AL DíA: Here We Go Again (#databreach)

Data breach notices have become so common in my household, I find myself reaching for a spreadsheet to keep track of them all. How many different ways can a company tell me my data has been stolen?

“Hey, man, we’re sorry. We’ve screwed up and let your personally identifiable information out into the wild. We’re sorry we’re so dumb, those hackers are so enthusiastic, and our salaried tech support couldn’t stop them.”

 Uber Breach
Take a look at the sincere pleading of Uber CEO, Dara Khosrowshahi, in light of their hidden from customers data breach. First, let’s look at the extent of the breach:

The names and driver’s license numbers of around 600,000 drivers in the United States were stolen in the breach, along with some personal information of 57 million Uber users around the world which includes names, email addresses and mobile phone numbers.

And here is Dara’s response:

“None of this should have happened, and I will not make excuses for it. While I can’t erase the past, I can commit on behalf of every Uber employee that we will learn from our mistakes. We are changing the way we do business, putting integrity at the core of every decision we make and working hard to earn the trust of our customers.”
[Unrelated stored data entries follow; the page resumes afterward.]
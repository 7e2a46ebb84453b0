//! Orchestration of a whole run: discover, extract, merge and write.
//!
//! Each artifact is processed on its own session thread and the driver waits
//! for it with a time limit, so one pathological file cannot stall the batch.
//! Failures of one artifact are recorded as a [`SkipReason`] and never affect
//! the others. Only configuration and output errors end a run early.

use std::fs;
use std::path::{Path, PathBuf};
use std::sync::atomic::{AtomicUsize, Ordering};
use std::sync::mpsc::{self, RecvTimeoutError};
use std::sync::Arc;
use std::thread;
use std::time::{Duration, Instant};

use rayon::prelude::*;
use thiserror::Error;

use crate::config::HarvestConfig;
use crate::dataset::{merge_tables, Dataset};
use crate::errors::{BatchError, ConfigError};
use crate::extract::StepExtractor;
use crate::nodal::{nodal_records, NodalDataset, NodalRecord};
use crate::provider::{ResultProvider, ResultSession};
use crate::record::{assemble_record, Artifact, ArtifactTable};
use crate::steps::StepEnumerator;
use crate::writer::write_table_to_path;

/// Why an artifact contributed no rows.
#[derive(Clone, Debug, Error, PartialEq)]
pub enum SkipReason {
    /// The provider could not open the file.
    #[error("unreadable: {0}")]
    Unreadable(String),
    /// The mesh could not be read.
    #[error("mesh unavailable: {0}")]
    MeshUnavailable(String),
    /// Processing exceeded the per-artifact time limit.
    #[error("timed out after {}s", .0.as_secs())]
    TimedOut(Duration),
    /// The session thread panicked.
    #[error("session thread panicked")]
    WorkerPanicked,
    /// No session thread could be started.
    #[error("session thread could not be started: {0}")]
    WorkerUnavailable(String),
}

/// An artifact that was skipped, with the reason.
#[derive(Clone, Debug, PartialEq)]
pub struct SkippedArtifact {
    /// The skipped artifact.
    pub artifact: Artifact,
    /// Why it was skipped.
    pub reason: SkipReason,
}

/// Terminal state of a run.
#[derive(Clone, Copy, Debug, PartialEq, Eq)]
pub enum RunState {
    /// At least one row was produced.
    Completed(usize),
    /// The run finished without producing rows.
    CompletedEmpty,
}

/// Counts reported to the user at the end of a run.
#[derive(Clone, Debug, Default, PartialEq)]
pub struct RunSummary {
    /// Root that was searched.
    pub root: PathBuf,
    /// Number of artifacts discovered.
    pub artifacts_found: usize,
    /// Number of artifacts that produced a table.
    pub processed: usize,
    /// Artifacts that were skipped, in discovery order.
    pub skipped: Vec<SkippedArtifact>,
    /// Number of dataset rows.
    pub rows: usize,
    /// Number of nodal rows, when the nodal export was enabled.
    pub nodal_rows: Option<usize>,
    /// Wall-clock duration of the run.
    pub elapsed: Duration,
    /// File the dataset was written to.
    pub output: Option<PathBuf>,
    /// File the nodal rows were written to.
    pub nodal_output: Option<PathBuf>,
    /// Timed out session threads that had not finished when the run ended.
    pub lingering_sessions: usize,
}

impl RunSummary {
    /// Terminal state derived from the row count.
    #[must_use]
    pub fn state(&self) -> RunState {
        if self.rows == 0 {
            RunState::CompletedEmpty
        } else {
            RunState::Completed(self.rows)
        }
    }
}

/// Everything a run produced.
#[derive(Clone, Debug, PartialEq)]
pub struct BatchOutcome {
    /// Merged dataset.
    pub dataset: Dataset,
    /// Nodal rows, when the nodal export was enabled.
    pub nodal: Option<NodalDataset>,
    /// Counts for reporting.
    pub summary: RunSummary,
}

/// Rows extracted from one artifact.
#[derive(Clone, Debug, PartialEq)]
pub struct ArtifactResult {
    /// Aggregate rows in step order.
    pub table: ArtifactTable,
    /// Nodal rows in step then node order; empty unless requested.
    pub nodal: Vec<NodalRecord>,
}

/// How each artifact is walked.
#[derive(Clone, Debug, PartialEq)]
pub struct ExtractionPlan {
    /// Step selection.
    pub enumerator: StepEnumerator,
    /// Quantity extraction.
    pub extractor: StepExtractor,
    /// Whether nodal displacement rows are kept.
    pub nodal: bool,
}

/// Extract every step of one artifact.
///
/// # Errors
///
/// Returns a [`SkipReason`] when the artifact or its mesh cannot be read.
/// Step and quantity failures degrade the rows instead.
pub fn process_artifact<P: ResultProvider + ?Sized>(
    provider: &P,
    artifact: &Artifact,
    plan: &ExtractionPlan,
) -> Result<ArtifactResult, SkipReason> {
    let _span = tracing::info_span!("artifact", project = %artifact.project).entered();
    tracing::info!(path = %artifact.path.display(), "Processing artifact");

    let session = provider
        .open(&artifact.path)
        .map_err(|e| SkipReason::Unreadable(e.to_string()))?;
    let mesh = session
        .mesh_info()
        .map_err(|e| SkipReason::MeshUnavailable(e.to_string()))?;
    tracing::info!(nodes = mesh.nodes, elements = mesh.elements, "Mesh loaded");

    let steps = plan.enumerator.enumerate(&session);
    let mut table = ArtifactTable::new(plan.extractor.quantities());
    let mut nodal = Vec::new();
    for step in steps {
        let extraction = plan.extractor.extract_detailed(&session, &step);
        if plan.nodal {
            match &extraction.displacement_field {
                Some(field) => nodal.extend(nodal_records(&artifact.project, step, field)),
                None => tracing::warn!(step = step.index, "No displacement field for nodal rows"),
            }
        }
        table.push(assemble_record(
            &artifact.project,
            step,
            extraction.quantities,
            &artifact.path,
        ));
    }
    tracing::info!(rows = table.len(), "Artifact done");
    Ok(ArtifactResult { table, nodal })
}

/// Runs the whole pipeline against one provider.
pub struct BatchDriver<P> {
    /// Provider shared with the session threads.
    provider: Arc<P>,
    /// Settings of every run.
    config: HarvestConfig,
    /// Whether nodal rows are kept.
    nodal: bool,
    /// Number of session threads that have not finished yet.
    running: Arc<AtomicUsize>,
}

/// Counts a session thread as running until it is dropped.
///
/// Dropped on unwind too, so a panicking session is not counted as lingering.
struct RunningSession(Arc<AtomicUsize>);

impl RunningSession {
    /// Register a new session on `counter`.
    fn start(counter: &Arc<AtomicUsize>) -> Self {
        counter.fetch_add(1, Ordering::SeqCst);
        Self(Arc::clone(counter))
    }
}

impl Drop for RunningSession {
    fn drop(&mut self) {
        self.0.fetch_sub(1, Ordering::SeqCst);
    }
}

impl<P: ResultProvider + 'static> BatchDriver<P> {
    /// Create a driver for `provider` with `config`.
    pub fn new(provider: P, config: HarvestConfig) -> Self {
        Self {
            provider: Arc::new(provider),
            config,
            nodal: false,
            running: Arc::new(AtomicUsize::new(0)),
        }
    }

    /// Keep nodal displacement rows in addition to the aggregates.
    #[must_use]
    pub fn with_nodal_export(mut self, enabled: bool) -> Self {
        self.nodal = enabled;
        self
    }

    /// Configuration of this driver.
    #[must_use]
    pub fn config(&self) -> &HarvestConfig {
        &self.config
    }

    /// Discover and process every artifact beneath `root`.
    ///
    /// # Errors
    ///
    /// Returns [`BatchError::Config`] when the configuration is invalid, the
    /// root cannot be read or the worker pool cannot start.
    pub fn run(&self, root: &Path) -> Result<BatchOutcome, BatchError> {
        let started = Instant::now();
        self.config.validate()?;
        check_root(root)?;

        let artifacts: Vec<Artifact> = self
            .config
            .locator()
            .locate(root)
            .into_iter()
            .map(|path| Artifact::discovered(path, &self.config.marker))
            .collect();
        if artifacts.is_empty() {
            tracing::warn!(
                root = %root.display(),
                marker = %self.config.marker,
                extension = %self.config.extension,
                "No artifacts found"
            );
        } else {
            tracing::info!(count = artifacts.len(), "Artifacts found");
        }
        let artifacts_found = artifacts.len();

        let outcomes = self.process_all(artifacts)?;

        let mut tables = Vec::new();
        let mut nodal_parts = Vec::new();
        let mut skipped = Vec::new();
        for (artifact, outcome) in outcomes {
            match outcome {
                Ok(result) => {
                    tables.push(result.table);
                    nodal_parts.push(result.nodal);
                }
                Err(reason) => {
                    tracing::warn!(
                        path = %artifact.path.display(),
                        reason = %reason,
                        "Skipping artifact"
                    );
                    skipped.push(SkippedArtifact { artifact, reason });
                }
            }
        }

        let processed = tables.len();
        let mut dataset = merge_tables(tables);
        if dataset.columns.is_empty() {
            dataset.columns = self.config.extractor().quantities().to_vec();
        }
        let nodal = self.nodal.then(|| NodalDataset::concat(nodal_parts));

        let summary = RunSummary {
            root: root.to_path_buf(),
            artifacts_found,
            processed,
            skipped,
            rows: dataset.len(),
            nodal_rows: nodal.as_ref().map(NodalDataset::len),
            elapsed: started.elapsed(),
            output: None,
            nodal_output: None,
            lingering_sessions: self.running.load(Ordering::SeqCst),
        };
        if summary.lingering_sessions > 0 {
            tracing::warn!(
                sessions = summary.lingering_sessions,
                "Timed out sessions are still running"
            );
        }
        tracing::info!(
            found = summary.artifacts_found,
            skipped = summary.skipped.len(),
            rows = summary.rows,
            "Run finished"
        );
        Ok(BatchOutcome {
            dataset,
            nodal,
            summary,
        })
    }

    /// Run and hand the dataset to the tabular writer.
    ///
    /// An empty dataset is written as a header-only file unless
    /// `write_empty` is disabled. Nodal rows are written to `nodal_output`
    /// when both a path is given and the nodal export is enabled.
    ///
    /// # Errors
    ///
    /// Returns [`BatchError::Config`] as [`BatchDriver::run`] does, and
    /// [`BatchError::Output`] when a file cannot be written.
    pub fn run_to_file(
        &self,
        root: &Path,
        output: &Path,
        nodal_output: Option<&Path>,
    ) -> Result<RunSummary, BatchError> {
        let outcome = self.run(root)?;
        let mut summary = outcome.summary;
        let options = &self.config.csv;

        if outcome.dataset.is_empty() && !self.config.write_empty {
            tracing::info!("No rows produced; output file not written");
        } else {
            write_table_to_path(&outcome.dataset, output, options)?;
            summary.output = Some(output.to_path_buf());
        }

        if let (Some(path), Some(nodal)) = (nodal_output, &outcome.nodal) {
            if nodal.is_empty() && !self.config.write_empty {
                tracing::info!("No nodal rows produced; nodal file not written");
            } else {
                write_table_to_path(nodal, path, options)?;
                summary.nodal_output = Some(path.to_path_buf());
            }
        }
        Ok(summary)
    }

    /// Process artifacts sequentially or on the worker pool, keeping discovery order.
    fn process_all(
        &self,
        artifacts: Vec<Artifact>,
    ) -> Result<Vec<(Artifact, Result<ArtifactResult, SkipReason>)>, ConfigError> {
        let plan = Arc::new(ExtractionPlan {
            enumerator: self.config.step_enumerator(),
            extractor: self.config.extractor(),
            nodal: self.nodal,
        });
        let run_one = |artifact: Artifact| {
            let outcome = self.process_with_timeout(&artifact, &plan);
            (artifact, outcome)
        };

        if self.config.workers <= 1 || artifacts.len() <= 1 {
            return Ok(artifacts.into_iter().map(run_one).collect());
        }

        let pool = rayon::ThreadPoolBuilder::new()
            .num_threads(self.config.workers)
            .thread_name(|index| format!("feadataset-worker-{index}"))
            .build()
            .map_err(|e| ConfigError::WorkerPool(e.to_string()))?;
        tracing::debug!(workers = self.config.workers, "Processing on worker pool");
        Ok(pool.install(|| artifacts.into_par_iter().map(run_one).collect()))
    }

    /// Process one artifact on a session thread, giving up after the time limit.
    ///
    /// A timed out session thread is left to finish on its own; its result is
    /// discarded.
    fn process_with_timeout(
        &self,
        artifact: &Artifact,
        plan: &Arc<ExtractionPlan>,
    ) -> Result<ArtifactResult, SkipReason> {
        let timeout = self.config.artifact_timeout();
        let (sender, receiver) = mpsc::channel();
        let provider = Arc::clone(&self.provider);
        let plan = Arc::clone(plan);
        let job = artifact.clone();
        let session = RunningSession::start(&self.running);

        thread::Builder::new()
            .name(format!("session-{}", artifact.project))
            .spawn(move || {
                // Locals drop in reverse order, so on unwind the session is
                // released before the receiver sees the channel close.
                let sender = sender;
                let session = session;
                let result = process_artifact(provider.as_ref(), &job, &plan);
                drop(session);
                // The receiver is gone once the driver has stopped waiting.
                let _ = sender.send(result);
            })
            .map_err(|e| SkipReason::WorkerUnavailable(e.to_string()))?;

        match receiver.recv_timeout(timeout) {
            Ok(result) => result,
            Err(RecvTimeoutError::Timeout) => Err(SkipReason::TimedOut(timeout)),
            Err(RecvTimeoutError::Disconnected) => Err(SkipReason::WorkerPanicked),
        }
    }
}

/// Fail unless `root` is a readable directory.
fn check_root(root: &Path) -> Result<(), ConfigError> {
    let unreadable = |source: Option<std::io::Error>| ConfigError::UnreadableRoot {
        path: root.to_path_buf(),
        source,
    };
    let metadata = fs::metadata(root).map_err(|e| unreadable(Some(e)))?;
    if !metadata.is_dir() {
        return Err(unreadable(None));
    }
    fs::read_dir(root).map_err(|e| unreadable(Some(e)))?;
    Ok(())
}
While you can get specific help via this link, Lyft is starting to look a lot better. Oh…wait.

Anatomy of A Data Breach Disclosure
After awhile, you begin to adopt a clinical perspective when reading them. “Do they really mean it?” I ask yourself. Or, “Gee, could they have done a better job with this notification?”

You start to wonder at the anatomy of a well-written disclosure of a breach masquerading as an apology letter. Some have compared it to the stages of grief:

Which got me thinking about the whole data breach pattern thing and in particular, how it relates to the 5 stages of grief. And a data breach in many ways is like that: it’s a series of emotions experienced by someone who’s lost a loved one, it’s just that the loved one is their data! But seriously, it actually aligns well and it both explains The AA’s behaviour and foretells what’s about to come next. Let’s go through it. Read Troy’s complete blog entry.

 The latest emailed notice, which came two weeks after another one in the mail, came from Armor Games:

We at Armor Games value your business and respect the privacy of your information, which is why, as a precautionary measure, we are writing to let you know about a data security incident that may have involved your email and password. We are requiring all affected users to change their password, and recommend that they change this password on any other sites.

What Happened? On Oct 24, 2014, we discovered that a third party obtained access to our users’ emails and “hashed’ passwords. That means that the passwords were encrypted in such a way that it is nearly impossible for anyone, even us, to read it. However, on Oct 24, 2017, a security researcher informed us of a file containing emails and plaintext passwords which claims the data had come from us (Armor Games) and another company (Coupon Mom). We are investigating whether we are the true source of the breach, since the number of leaked emails/passwords is far less than the number of emails breached on either our system or Coupon Mom’s system in 2013. Our users’ passwords were hashed (this makes it unlikely that they could extract plaintext passwords from our data), and some users are reporting that their passwords were included in this breach though they have never used either site. As we investigate the source of the data in this file, we are taking the precautionary measure of treating this as a data breach of our own users.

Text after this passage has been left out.